A few years ago, I had my fair share of questions about writing letters to my soldier while he was at Basic Training. Luckily, I wasn’t alone. Pretty much everything I wanted to know had been asked at one time or another by someone before me. I’ve compiled a list of the 10 most frequently asked questions that a lot of us have had about writing letters to our soldiers-in-training. Are any of your questions on the list?
Why Hasn’t He Gotten My Letter?
There is a multitude of reasons for this, but the main answer is usually pretty simple. The mailroom gets overfilled and it takes a few extra days for the letters to get sorted and distributed among the men. But if your not sure if that’s the issue, I wrote a whole post on what could possibly go wrong between his mailbox and yours.
2. Why Hasn’t He Included His Return Address?

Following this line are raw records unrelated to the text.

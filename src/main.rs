mod cli;

use std::sync::Arc;

use anyhow::{Context, Result};
use clap::Parser;
use serde::Serialize;
use tokio_util::sync::CancellationToken;

use chain_pulse::api::{self, AppState};
use chain_pulse::config::Config;
use chain_pulse::{lookup, ChainError, ChainPoller, IndexerClient, RpcClient};

use crate::cli::{Cli, Commands};

#[tokio::main]
async fn main() -> Result<()> {
    dotenvy::dotenv().ok();
    init_tracing();

    let cli = Cli::parse();
    let config = Config::from_env().context("failed to load configuration")?;

    let shutdown = CancellationToken::new();
    let client = RpcClient::http(&config.eth_rpc_url, config.rpc_timeout)
        .context("failed to build rpc client")?
        .with_cancellation(shutdown.clone());

    match cli.command {
        Commands::Serve { addr } => {
            let bind = addr.unwrap_or_else(|| config.http_bind_addr.clone());
            serve(&config, client, &bind, shutdown).await?;
        }
        Commands::Watch { ticks } => {
            watch(&config, client, ticks, shutdown).await;
        }
        Commands::Balance { address } => {
            let summary = lookup::address_summary(&client, &address)
                .await
                .with_context(|| format!("failed to look up {address}"))?;
            print_json(&summary)?;
        }
        Commands::Tx { hash } => {
            let detail = lookup::transaction_detail(&client, &hash)
                .await
                .with_context(|| format!("failed to look up transaction {hash}"))?;
            print_json(&detail)?;
        }
        Commands::Code { address, slot } => {
            let info = lookup::contract_info(&client, &address, slot.as_deref())
                .await
                .with_context(|| format!("failed to read code of {address}"))?;
            print_json(&info)?;
        }
        Commands::Leaderboard { blocks, limit } => {
            let indexer = indexer_client(&config)?
                .context("leaderboard needs INDEXER_URL")?;
            let depth = blocks.unwrap_or(config.scan_blocks);
            let ranked = indexer
                .leaderboard(depth, limit)
                .await
                .context("leaderboard scan failed")?;
            print_json(&ranked)?;
        }
        Commands::History { address, blocks } => {
            let indexer = indexer_client(&config)?
                .context("history needs INDEXER_URL")?;
            let depth = blocks.unwrap_or(config.scan_blocks);
            let activity = indexer
                .address_history(&address, depth)
                .await
                .context("address history scan failed")?;
            print_json(&activity)?;
        }
    }

    Ok(())
}

async fn serve(
    config: &Config,
    client: RpcClient,
    bind: &str,
    shutdown: CancellationToken,
) -> Result<()> {
    let poller = Arc::new(ChainPoller::new(client.clone(), config.poller()));
    let poll_handle = poller.clone().spawn();

    let state = AppState {
        client,
        poller,
        indexer: indexer_client(config)?,
        scan_blocks: config.scan_blocks,
    };

    cancel_on_ctrl_c(shutdown.clone());

    let served = api::run_http_server(bind, state, shutdown.clone()).await;
    shutdown.cancel();
    poll_handle.await.context("poller task panicked")?;
    served
}

async fn watch(
    config: &Config,
    client: RpcClient,
    ticks: Option<u64>,
    shutdown: CancellationToken,
) {
    cancel_on_ctrl_c(shutdown.clone());
    let poller = ChainPoller::new(client, config.poller());
    let mut done = 0u64;

    loop {
        match poller.tick().await {
            Ok(()) => {
                if let Some(m) = poller.state().metrics {
                    tracing::info!(
                        block = m.block_height,
                        block_time_ms = m.block_time_ms,
                        gas_gwei = m.gas_price_gwei,
                        txs = m.txs_in_latest_block,
                        "chain metrics"
                    );
                }
            }
            Err(ChainError::Cancelled) => break,
            Err(e) => tracing::warn!("tick failed: {}", e),
        }

        done += 1;
        if ticks.is_some_and(|limit| done >= limit) {
            break;
        }

        tokio::select! {
            _ = shutdown.cancelled() => break,
            _ = tokio::time::sleep(config.poll_interval) => {}
        }
    }
    poller.shutdown();
}

/// Cancels `token` on Ctrl-C so in-flight rpc calls return promptly.
fn cancel_on_ctrl_c(token: CancellationToken) {
    tokio::spawn(async move {
        if tokio::signal::ctrl_c().await.is_ok() {
            tracing::info!("shutdown requested");
        }
        token.cancel();
    });
}

fn indexer_client(config: &Config) -> Result<Option<IndexerClient>> {
    config
        .indexer_url
        .as_deref()
        .map(|url| {
            IndexerClient::new(url, config.indexer_network.clone(), config.rpc_timeout)
                .context("failed to build indexer client")
        })
        .transpose()
}

fn print_json<T: Serialize>(value: &T) -> Result<()> {
    println!("{}", serde_json::to_string_pretty(value)?);
    Ok(())
}

fn init_tracing() {
    tracing_subscriber::fmt()
        .with_env_filter(
            tracing_subscriber::EnvFilter::try_from_default_env()
                .unwrap_or_else(|_| "info".into()),
        )
        .init();
}
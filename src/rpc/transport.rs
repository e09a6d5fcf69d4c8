use std::time::Duration;

use async_trait::async_trait;
use serde::{Deserialize, Serialize};
use serde_json::Value;
use url::Url;

use crate::error::{ChainError, ChainResult};

#[derive(Debug, Clone, Serialize)]
pub struct JsonRpcRequest {
    pub jsonrpc: &'static str,
    pub method: String,
    pub params: Value,
    pub id: u64,
}

impl JsonRpcRequest {
    pub fn new(method: impl Into<String>, params: Value, id: u64) -> Self {
        Self {
            jsonrpc: "2.0",
            method: method.into(),
            params,
            id,
        }
    }
}

#[derive(Debug, Clone, Deserialize, PartialEq)]
pub struct JsonRpcErrorObject {
    pub code: i64,
    pub message: String,
}

#[derive(Debug, Clone, Deserialize)]
pub struct JsonRpcResponse {
    #[serde(default)]
    pub id: Option<Value>,
    #[serde(default)]
    pub result: Option<Value>,
    #[serde(default)]
    pub error: Option<JsonRpcErrorObject>,
}

impl JsonRpcResponse {
    pub fn success(result: Value) -> Self {
        Self {
            id: None,
            result: Some(result),
            error: None,
        }
    }

    pub fn failure(code: i64, message: impl Into<String>) -> Self {
        Self {
            id: None,
            result: None,
            error: Some(JsonRpcErrorObject {
                code,
                message: message.into(),
            }),
        }
    }

    /// Unwraps the envelope: an `error` member wins over `result`, and a
    /// missing `result` is reported as JSON `null`.
    pub fn into_result(self) -> ChainResult<Value> {
        if let Some(err) = self.error {
            return Err(ChainError::Rpc {
                code: err.code,
                message: err.message,
            });
        }
        Ok(self.result.unwrap_or(Value::Null))
    }
}

/// Moves one JSON-RPC request to the endpoint and back.
///
/// Implementations report HTTP-level failures as [`ChainError::Transport`] and
/// undecodable bodies as [`ChainError::Parse`]; JSON-RPC error envelopes are
/// returned as-is and unwrapped by the client.
#[async_trait]
pub trait Transport: Send + Sync {
    async fn send(&self, request: &JsonRpcRequest) -> ChainResult<JsonRpcResponse>;
}

#[derive(Debug, Clone)]
pub struct HttpTransport {
    client: reqwest::Client,
    url: Url,
}

impl HttpTransport {
    pub fn new(rpc_url: &str, timeout: Option<Duration>) -> ChainResult<Self> {
        let url = Url::parse(rpc_url)
            .map_err(|e| ChainError::Transport(format!("invalid rpc url {rpc_url:?}: {e}")))?;
        let mut builder = reqwest::Client::builder().no_proxy();
        if let Some(timeout) = timeout {
            builder = builder.timeout(timeout);
        }
        let client = builder
            .build()
            .map_err(|e| ChainError::Transport(format!("failed to build reqwest client: {e}")))?;
        Ok(Self { client, url })
    }
}

#[async_trait]
impl Transport for HttpTransport {
    async fn send(&self, request: &JsonRpcRequest) -> ChainResult<JsonRpcResponse> {
        let response = self
            .client
            .post(self.url.clone())
            .json(request)
            .send()
            .await
            .map_err(|e| ChainError::Transport(e.to_string()))?;

        let status = response.status();
        if !status.is_success() {
            return Err(ChainError::Transport(format!(
                "{} returned http status {}",
                request.method, status
            )));
        }

        let body = response
            .bytes()
            .await
            .map_err(|e| ChainError::Transport(e.to_string()))?;
        serde_json::from_slice(&body).map_err(|e| {
            ChainError::Parse(format!("{} returned a malformed envelope: {e}", request.method))
        })
    }
}

#[cfg(test)]
mod tests {
    use super::*;
    use serde_json::json;

    #[test]
    fn request_envelope_shape() {
        let req = JsonRpcRequest::new("eth_blockNumber", json!([]), 7);
        assert_eq!(
            serde_json::to_value(&req).unwrap(),
            json!({"jsonrpc": "2.0", "method": "eth_blockNumber", "params": [], "id": 7})
        );
    }

    #[test]
    fn error_member_becomes_rpc_error() {
        let resp: JsonRpcResponse = serde_json::from_value(json!({
            "jsonrpc": "2.0",
            "id": 1,
            "error": {"code": -32000, "message": "execution reverted"}
        }))
        .unwrap();
        assert_eq!(
            resp.into_result(),
            Err(ChainError::Rpc {
                code: -32000,
                message: "execution reverted".to_string()
            })
        );
    }

    #[test]
    fn null_result_is_preserved() {
        let resp: JsonRpcResponse =
            serde_json::from_value(json!({"jsonrpc": "2.0", "id": 1, "result": null})).unwrap();
        assert_eq!(resp.into_result().unwrap(), Value::Null);
    }

    #[test]
    fn rejects_invalid_url() {
        assert!(matches!(
            HttpTransport::new("not a url", None),
            Err(ChainError::Transport(_))
        ));
    }
}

If he hasn’t included his return address, it’s almost always because he is still in Reception. That’s the first 7-10 days after your soldier leaves. It’s technically not “part” of the 10 weeks of Basic, but it’s inevitable. Reception is essentially the “in-processing” of Basic, where your soldier is issued his equipment, gets his head shaved, learns basic formation moves, etc. He might be allowed to write you, but you won’t be allowed to write him back, and hence, he won’t have a return address to include. Once he arrives at Basic Training camp, he will be able to share his address with you.
3. I Forgot to Include ___ in the Address. Will He Still Get It?

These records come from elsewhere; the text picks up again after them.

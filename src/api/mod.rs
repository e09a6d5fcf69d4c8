use std::sync::Arc;

use anyhow::Result;
use axum::{
    extract::{Path, Query, State},
    http::StatusCode,
    response::{IntoResponse, Response},
    routing::{get, post},
    Json, Router,
};
use serde::{Deserialize, Serialize};
use tokio_util::sync::CancellationToken;

use crate::error::ChainError;
use crate::indexer::IndexerClient;
use crate::lookup;
use crate::models::{
    AddressActivity, AddressSummary, BlockSummary, ContractInfo, LeaderboardEntry, PortfolioEntry,
    TransactionDetail,
};
use crate::poll_stats::PollSnapshot;
use crate::poller::{ChainPoller, PollerState};
use crate::rpc::RpcClient;
use crate::units::{is_address, is_tx_hash};

const MAX_SCAN_BLOCKS: u64 = 100;
const DEFAULT_LEADERBOARD_LIMIT: usize = 10;
const MAX_PORTFOLIO_ADDRESSES: usize = 50;

#[derive(Clone)]
pub struct AppState {
    pub client: RpcClient,
    pub poller: Arc<ChainPoller>,
    pub indexer: Option<IndexerClient>,
    pub scan_blocks: u64,
}

#[derive(Debug)]
pub enum ApiError {
    BadRequest(String),
    IndexerDisabled,
    Chain(ChainError),
}

impl From<ChainError> for ApiError {
    fn from(e: ChainError) -> Self {
        Self::Chain(e)
    }
}

#[derive(Serialize)]
struct ErrorBody {
    error: String,
}

impl IntoResponse for ApiError {
    fn into_response(self) -> Response {
        let (status, message) = match self {
            ApiError::BadRequest(msg) => (StatusCode::BAD_REQUEST, msg),
            ApiError::IndexerDisabled => (
                StatusCode::SERVICE_UNAVAILABLE,
                "indexer is not configured".to_string(),
            ),
            ApiError::Chain(e) => {
                let status = match e {
                    ChainError::NotFound(_) => StatusCode::NOT_FOUND,
                    ChainError::Cancelled => StatusCode::SERVICE_UNAVAILABLE,
                    _ => StatusCode::BAD_GATEWAY,
                };
                (status, e.to_string())
            }
        };
        if status.is_server_error() {
            tracing::warn!(status = %status, error = %message, "request failed");
        }
        (status, Json(ErrorBody { error: message })).into_response()
    }
}

type ApiResult<T> = std::result::Result<Json<T>, ApiError>;

fn require_address(address: &str) -> std::result::Result<(), ApiError> {
    if is_address(address) {
        Ok(())
    } else {
        Err(ApiError::BadRequest(format!("invalid address {address:?}")))
    }
}

fn require_hex_data(value: &str, what: &str) -> std::result::Result<(), ApiError> {
    let valid = value
        .strip_prefix("0x")
        .map(|digits| digits.chars().all(|c| c.is_ascii_hexdigit()))
        .unwrap_or(false);
    if valid {
        Ok(())
    } else {
        Err(ApiError::BadRequest(format!("invalid {what} {value:?}")))
    }
}

#[derive(Serialize)]
struct HealthResponse {
    status: &'static str,
}

async fn health() -> Json<HealthResponse> {
    Json(HealthResponse { status: "ok" })
}

async fn dashboard(State(state): State<AppState>) -> Json<PollerState> {
    Json(state.poller.state())
}

async fn blocks(State(state): State<AppState>) -> Json<Vec<BlockSummary>> {
    Json(state.poller.state().blocks)
}

async fn refetch(State(state): State<AppState>) -> ApiResult<PollerState> {
    match state.poller.refetch().await {
        Ok(fresh) => Ok(Json(fresh)),
        Err(ChainError::Cancelled) => Err(ChainError::Cancelled.into()),
        // The tick error is already recorded in the state next to the stale values.
        Err(_) => Ok(Json(state.poller.state())),
    }
}

async fn stats(State(state): State<AppState>) -> Json<PollSnapshot> {
    Json(state.poller.stats())
}

#[derive(Deserialize)]
struct PortfolioQuery {
    addresses: String,
}

async fn portfolio(
    State(state): State<AppState>,
    Query(query): Query<PortfolioQuery>,
) -> ApiResult<Vec<PortfolioEntry>> {
    let addresses: Vec<String> = query
        .addresses
        .split(',')
        .map(|s| s.trim().to_lowercase())
        .filter(|s| !s.is_empty())
        .collect();
    if addresses.is_empty() {
        return Err(ApiError::BadRequest("no addresses given".to_string()));
    }
    if addresses.len() > MAX_PORTFOLIO_ADDRESSES {
        return Err(ApiError::BadRequest(format!(
            "at most {MAX_PORTFOLIO_ADDRESSES} addresses per request"
        )));
    }
    for address in &addresses {
        require_address(address)?;
    }
    Ok(Json(lookup::portfolio(&state.client, &addresses).await))
}

async fn address(
    State(state): State<AppState>,
    Path(address): Path<String>,
) -> ApiResult<AddressSummary> {
    require_address(&address)?;
    Ok(Json(lookup::address_summary(&state.client, &address).await?))
}

#[derive(Deserialize)]
struct ScanQuery {
    blocks: Option<u64>,
    limit: Option<usize>,
}

impl ScanQuery {
    fn depth(&self, default: u64) -> u64 {
        self.blocks.unwrap_or(default).clamp(1, MAX_SCAN_BLOCKS)
    }
}

async fn address_history(
    State(state): State<AppState>,
    Path(address): Path<String>,
    Query(query): Query<ScanQuery>,
) -> ApiResult<Vec<AddressActivity>> {
    require_address(&address)?;
    let indexer = state.indexer.as_ref().ok_or(ApiError::IndexerDisabled)?;
    let depth = query.depth(state.scan_blocks);
    Ok(Json(indexer.address_history(&address, depth).await?))
}

async fn leaderboard(
    State(state): State<AppState>,
    Query(query): Query<ScanQuery>,
) -> ApiResult<Vec<LeaderboardEntry>> {
    let indexer = state.indexer.as_ref().ok_or(ApiError::IndexerDisabled)?;
    let depth = query.depth(state.scan_blocks);
    let limit = query.limit.unwrap_or(DEFAULT_LEADERBOARD_LIMIT);
    Ok(Json(indexer.leaderboard(depth, limit).await?))
}

async fn transaction(
    State(state): State<AppState>,
    Path(hash): Path<String>,
) -> ApiResult<TransactionDetail> {
    if !is_tx_hash(&hash) {
        return Err(ApiError::BadRequest(format!("invalid transaction hash {hash:?}")));
    }
    Ok(Json(lookup::transaction_detail(&state.client, &hash).await?))
}

#[derive(Deserialize)]
struct SlotQuery {
    slot: Option<String>,
}

async fn contract(
    State(state): State<AppState>,
    Path(address): Path<String>,
    Query(query): Query<SlotQuery>,
) -> ApiResult<ContractInfo> {
    require_address(&address)?;
    if let Some(slot) = &query.slot {
        require_hex_data(slot, "storage slot")?;
    }
    let info = lookup::contract_info(&state.client, &address, query.slot.as_deref()).await?;
    Ok(Json(info))
}

#[derive(Deserialize)]
struct CallBody {
    data: String,
}

#[derive(Serialize)]
struct CallResponse {
    result: String,
}

async fn contract_call(
    State(state): State<AppState>,
    Path(address): Path<String>,
    Json(body): Json<CallBody>,
) -> ApiResult<CallResponse> {
    require_address(&address)?;
    require_hex_data(&body.data, "call data")?;
    let result = lookup::contract_call(&state.client, &address, &body.data).await?;
    Ok(Json(CallResponse { result }))
}

async fn not_found() -> Response {
    ApiError::Chain(ChainError::NotFound("route".to_string())).into_response()
}

pub fn app_router(state: AppState) -> Router {
    Router::new()
        .route("/", get(dashboard))
        .route("/health", get(health))
        .route("/blocks", get(blocks))
        .route("/refetch", post(refetch))
        .route("/stats", get(stats))
        .route("/portfolio", get(portfolio))
        .route("/address/:address", get(address))
        .route("/address/:address/history", get(address_history))
        .route("/tx/:hash", get(transaction))
        .route("/contract/:address", get(contract))
        .route("/contract/:address/call", post(contract_call))
        .route("/leaderboard", get(leaderboard))
        .fallback(not_found)
        .with_state(state)
}

pub async fn run_http_server(addr: &str, state: AppState, shutdown: CancellationToken) -> Result<()> {
    let app = app_router(state);

    let listener = tokio::net::TcpListener::bind(addr).await?;
    tracing::info!("HTTP server listening on http://{}", addr);

    axum::serve(listener, app)
        .with_graceful_shutdown(async move { shutdown.cancelled().await })
        .await?;
    Ok(())
}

This all depends on what you left out. If you forgot to include his rank or first name, don’t worry, his roster number will cover for you (or in some cases, the “roster number” is the last 4 digits of their social security number). If you forgot his roster number, but included his rank and full name, it’s a toss up. Out of his unit’s official title, the most important part is his Company information (A, B, C, etc) and his Battalion number (X-XX IN BN <- for example). The Company and Battalion designation are extremely important, but if you forget to add the IN BN after the number combination, your letter will still make it most likely.

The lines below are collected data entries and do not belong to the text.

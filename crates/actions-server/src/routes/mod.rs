pub mod actions;
pub mod introspect;
use axum::Json;

/// GET / — service version and schema introspection.
pub async fn introspect() -> Json<serde_json::Value> {
    Json(serde_json::json!({
        "version": env!("CARGO_PKG_VERSION"),
        "schema": "",
    }))
}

4. Do I Have to Wait for the Commander’s Letter?
If you have received a letter from your soldier, that includes his return address and his roster number (or platoon and class information, if that is needed)–then go for it!! Mail those letters! Your letters might not be distributed to your soldier til around the time that the Commander’s Letter makes it to you. 🙁 That doesn’t mean you can’t mail them though. If your soldier has provided you with his return address and roster number/unit information, there is no need to wait for the Commander’s Letter.
5. Can I Send Him Photos?
The details of this are definitely subject to the opinions of each Drill Sergeant. Soldiers are allowed to have pictures of their loved ones, in fact, they may be allowed to hang one or two on the outside of their locker. However, some Drill Sergeants are particular about pictures being sent through the mail. As long as the photos are appropriate, most Drill Sergeants will permit the soldier to keep them. They will order the soldier to open the letter in front of them, however, to sensor the photos. Once the photos have been screened, the soldier will most likely be allowed to keep them. There is only one definitive rule held by all Drill Sergeants: no explicit images are permitted. At all. There is no Drill Sergeant that will allow this, as it is a strict Army rule, across the board.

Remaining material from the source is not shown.